Meditations on Moloch was pretty but in the audience I coughed the words 'mechanism design'. It just seems like pointing out the mainstream academic work makes you boring when you're commenting on something poetic. You also might like Robinson and Goforth's Topology of the 2x2 Games. The math isn't that complex and it provides more insight than a barrage of anecdotes. Note that to my knowledge this is not taught in traditional game theory courses but probably should be one day. They refer to this general class of games as the 'social dilemmas', if I recall correctly.

Comment author: moridinamael 24 August 2016 03:06:49PM 1 point [-]

I wish it were more widely understood that the groups who agitate to have regulations placed on certain industries are often composed of the participants of those industries, not outsiders trying to arbitrarily place shackles on them. Companies want to construct a better game where the optimal choice for them and their competitors is one that doesn't destroy value.

Comment author: Lumifer 24 August 2016 03:11:10PM *  3 points [-]

Companies want to construct a better game where the optimal choice for them and their competitors is one that doesn't destroy value.

Didn't you mean to write

Companies want to construct a better game where they get more profitable and doing business is hard for the competitors.

..?

Comment author: moridinamael 24 August 2016 03:24:04PM 2 points [-]

I think they want both.

In the oil industry, it is in no one's interest that there be any uncertainty or vagueness in the regulations about what should be considered a "bookable reserve" which a company can formally count as part of its net assets. Everyone wants the definitions to be extremely clear because then investors can make decisions with confidence and clarity, more money flows through the system, and assets can be traded and sold easily.

A world without such regulations is worse for everyone, except perhaps the extremely skilled con artist, and even those people have to live in a system with less net cash flowing through it due to the aforementioned uncertainty.
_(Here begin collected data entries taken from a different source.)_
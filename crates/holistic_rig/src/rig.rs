use glam::{Quat, Vec3};
use serde::{Deserialize, Serialize};

use crate::error::RigError;

/// The independently rooted hierarchies the engine writes into or reads from.
#[derive(Clone, Copy, Debug, Eq, PartialEq, Hash, Serialize, Deserialize)]
#[serde(rename_all = "camelCase")]
pub enum RigGroup {
    /// Constraint targets for the body.
    Pose,
    /// Constraint targets for the left hand, positioned in hand-local space.
    LeftHand,
    /// Constraint targets for the right hand, positioned in hand-local space.
    RightHand,
    /// The character model itself. Only read, except for its root scale.
    Model,
}

/// Access to the host's scene graph.
///
/// Joints are resolved by name once and addressed by handle afterwards.
/// Names under [`RigGroup::Model`] are `/`-separated paths below the model
/// root.
pub trait RigTarget {
    type Handle: Copy;

    fn root(&self, group: RigGroup) -> Result<Self::Handle, RigError>;

    fn joint(&self, group: RigGroup, name: &str) -> Result<Self::Handle, RigError>;

    fn set_local_position(&mut self, joint: Self::Handle, position: Vec3) -> Result<(), RigError>;

    fn set_local_rotation(&mut self, joint: Self::Handle, rotation: Quat) -> Result<(), RigError>;

    fn world_position(&self, joint: Self::Handle) -> Result<Vec3, RigError>;

    /// Position of a model bone relative to the model root, ignoring the
    /// root's own transform.
    fn bind_position(&self, joint: Self::Handle) -> Result<Vec3, RigError>;

    fn uniform_scale(&self, joint: Self::Handle) -> Result<f32, RigError>;

    fn set_uniform_scale(&mut self, joint: Self::Handle, scale: f32) -> Result<(), RigError>;
}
On the net, if a company can lobby for a regulation that increases their profits, they will do so regardless of whether that regulation also creates profits for their competitors.

If possible, of course, they will select regulations that preferentially favor their own company. I'm sure this is very widespread. But it isn't the only use of regulation.

Comment author: Lumifer 24 August 2016 03:49:57PM 1 point [-]

Well, yes, but your example is a sub-type of my "more profitable" claim. The companies want the definitions to be clear because otherwise there is a large uncertainty cost which will affect profits. They don't care about destroying value as long as it's not their value.

I agree that companies often lobby for regulations which decrease their risk -- but typically what they want is to ossify the existing structures and put up barriers to newcomers and outside innovation. If you are large and powerful enough to influence regulations, you want to preserve your position as large and powerful. Generally speaking, that's not a good thing.